Chapter 4 Basic Data Analysis

4.1 The Distribution of Data

A sample of data is a set of observations or measurements of a variable. As you saw in the previous chapter, histograms are a good way to visualize the distribution of observations in a variable.

The following dataset has data on the gender pay gap at over 10,000 UK firms in 2018.¹

Below is a preview of the dataset and some of the variables contained therein:

	EmployerName	DiffMeanHourlyPercent	DiffMedianHourlyPercent	FemaleBonusPercent	PropMaleTopQuartile	PropFemaleTopQuartile	EmployerSize
323	ALDI STORES LIMITED	9.7	7.1	0.0	0.660	0.340	20000+
343	ALL SAINTS RETAIL LIMITED	10.4	0.0	0.0	0.430	0.570	1000-4999
521	APPLE (UK) LIMITED	15.0	15.0	85.0	0.740	0.260	250-499
1387	BRITISH AIRWAYS PLC	39.7	13.0	97.0	0.680	0.320	20000+
1389	British Broadcasting Corporation	8.4	7.6	10.8	0.624	0.376	5000-19999
1495	BURBERRY LIMITED	24.7	8.7	78.5	0.428	0.572	1000-4999
3313	FACEBOOK UK LTD	1.8	11.9	89.3	0.690	0.310	1000-4999
3889	GOLDMAN SACHS (UK) SVC. LIMITED	17.9	19.5	90.1	0.776	0.224	1000-4999
4884	JAGUAR LAND ROVER LIMITED	5.8	5.0	49.0	0.888	0.112	20000+
6214	MORGAN STANLEY UK LIMITED	25.9	23.6	93.0	0.742	0.258	1000-4999
7294	PRET A MANGER (EUROPE) LIMITED	4.3	0.7	98.0	0.440	0.560	5000-19999
7299	PRICEWATERHOUSECOOPERS LLP	31.2	32.3	85.7	0.600	0.400	5000-19999
10029	University of Birmingham	19.4	19.6	11.5	0.630	0.370	5000-19999

Below is a histogram of the variable PropFemaleTopQuartile – the proportion of females in the top-earning quartile.

ggplot(aes(x = PropFemaleTopQuartile), data = paygap) + 
  geom_histogram(bins = 50, aes(y = ..density..)) +
  xlab('proportion of females in top-earning quartile') +
  theme_bw()

Summary statistics can help extract meaning from a distribution of data.
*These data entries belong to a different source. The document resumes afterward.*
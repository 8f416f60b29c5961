//! # Tag Protocol
//!
//! Models invoke tools by writing `<name>{json}</name>` envelopes into their
//! text output. [`ToolTagParser`] recognizes envelopes incrementally, even
//! when markers are split across stream fragments, and [`ToolHandlers`]
//! routes the results to per-tool callbacks.
//!
//! A bad envelope (malformed JSON, unknown tool, stray close marker) is
//! reported through the error callback and never interrupts the text.

mod dispatch;
mod parser;

pub use dispatch::{ToolHandlers, process_stream_with_tags};
pub use parser::{TagEvent, ToolTagParser};
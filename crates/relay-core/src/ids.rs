//! Branded string identifiers.
//!
//! Each identifier is a newtype over `String` so a session id can never be
//! passed where a request id is expected. Freshly minted ids carry a short
//! prefix and a UUID v7 suffix, which keeps them time-ordered.
//!
//! Request ids are hierarchical by convention: a derived request (child
//! agent, continuation) extends its root id as a string prefix. The
//! cancellation gate relies on this to let children inherit liveness.
//! Ids containing [`ASYNC_BRANCH_MARKER`] are independent branches that may
//! outlive their parent.

use std::fmt;
use std::str::FromStr;

use serde::{Deserialize, Serialize};
use uuid::Uuid;

macro_rules! branded_id {
    ($(#[$meta:meta])* $name:ident, $prefix:expr) => {
        $(#[$meta])*
        #[derive(Clone, Debug, Hash, Eq, PartialEq, Ord, PartialOrd, Serialize, Deserialize)]
        #[serde(transparent)]
        pub struct $name(String);

        impl $name {
            /// Mint a new time-ordered id with this type's prefix.
            pub fn new() -> Self {
                Self(format!("{}_{}", $prefix, Uuid::now_v7()))
            }

            /// Wrap an existing id string without validation.
            pub fn from_raw(s: impl Into<String>) -> Self {
                Self(s.into())
            }

            /// Borrow the underlying string.
            pub fn as_str(&self) -> &str {
                &self.0
            }
        }

        impl Default for $name {
            fn default() -> Self {
                Self::new()
            }
        }

        impl fmt::Display for $name {
            fn fmt(&self, f: &mut fmt::Formatter<'_>) -> fmt::Result {
                f.write_str(&self.0)
            }
        }

        impl FromStr for $name {
            type Err = std::convert::Infallible;
            fn from_str(s: &str) -> Result<Self, Self::Err> {
                Ok(Self(s.to_owned()))
            }
        }

        impl AsRef<str> for $name {
            fn as_ref(&self) -> &str {
                &self.0
            }
        }

        impl From<&str> for $name {
            fn from(s: &str) -> Self {
                Self(s.to_owned())
            }
        }
    };
}

branded_id!(
    /// Client session the call belongs to.
    SessionId,
    "sess"
);
branded_id!(
    /// User input (request) id. Root ids are registered with the live-input gate.
    RequestId,
    "req"
);
branded_id!(
    /// End user on whose behalf the call runs.
    UserId,
    "user"
);
branded_id!(
    /// Id of one provider response, reported to the usage sink.
    MessageId,
    "msg"
);
branded_id!(
    /// Tagging scope used for provider-side usage attribution.
    AttributionId,
    "attr"
);

/// Infix that marks a request id as an independent async branch.
pub const ASYNC_BRANCH_MARKER: &str = "-async-";

impl RequestId {
    /// Derive a child request id that inherits this id as its prefix.
    pub fn child(&self, suffix: &str) -> Self {
        Self(format!("{}-{suffix}", self.0))
    }

    /// Derive an async branch that stays live after this request ends.
    pub fn async_branch(&self, suffix: &str) -> Self {
        Self(format!("{}{ASYNC_BRANCH_MARKER}{suffix}", self.0))
    }

    /// Whether this id was minted as an async branch.
    pub fn is_async_branch(&self) -> bool {
        self.0.contains(ASYNC_BRANCH_MARKER)
    }

    /// Whether `self` is `root` or was derived from it.
    pub fn descends_from(&self, root: &str) -> bool {
        self.0.starts_with(root)
    }
}

// ─────────────────────────────────────────────────────────────────────────────
// Tests
// ─────────────────────────────────────────────────────────────────────────────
The summary() function produces a few common ones:

summary(paygap$PropFemaleTopQuartile)

##    Min. 1st Qu.  Median    Mean 3rd Qu.    Max. 
##  0.0000  0.1800  0.3800  0.3975  0.5900  1.0000

4.1.1 Measures of central tendency

Measures of central tendency indicate the central or typical value of a distribution. The most common is the mean, though others are useful in certain situations.

Mean

The mean of a set of observations is the sum of all observations divided by the number of observations. If data is a sample², this statistic is known as the sample mean:

$\bar X = \frac 1n \sum_i^n X_i$

where $X_i$ is an individual observation in the set, and $n$ is the number of observations.

In R you can use mean():

mean(paygap$PropFemaleTopQuartile)

## [1] 0.3974687

Median

The median is the middle value or the 50th percentile of a distribution. Half the observations are below (and above) the median:

$m = \frac 12 \big( X_{(n/2)} + X_{(n/2+1)} \big) \hspace{0.5cm} \text{or} \hspace{0.5cm} X_{(n+1)/2)}$

In R you can use median():

median(paygap$PropFemaleTopQuartile)

## [1] 0.38

Mode

Figure 4.1: The mode can be visualized as follows.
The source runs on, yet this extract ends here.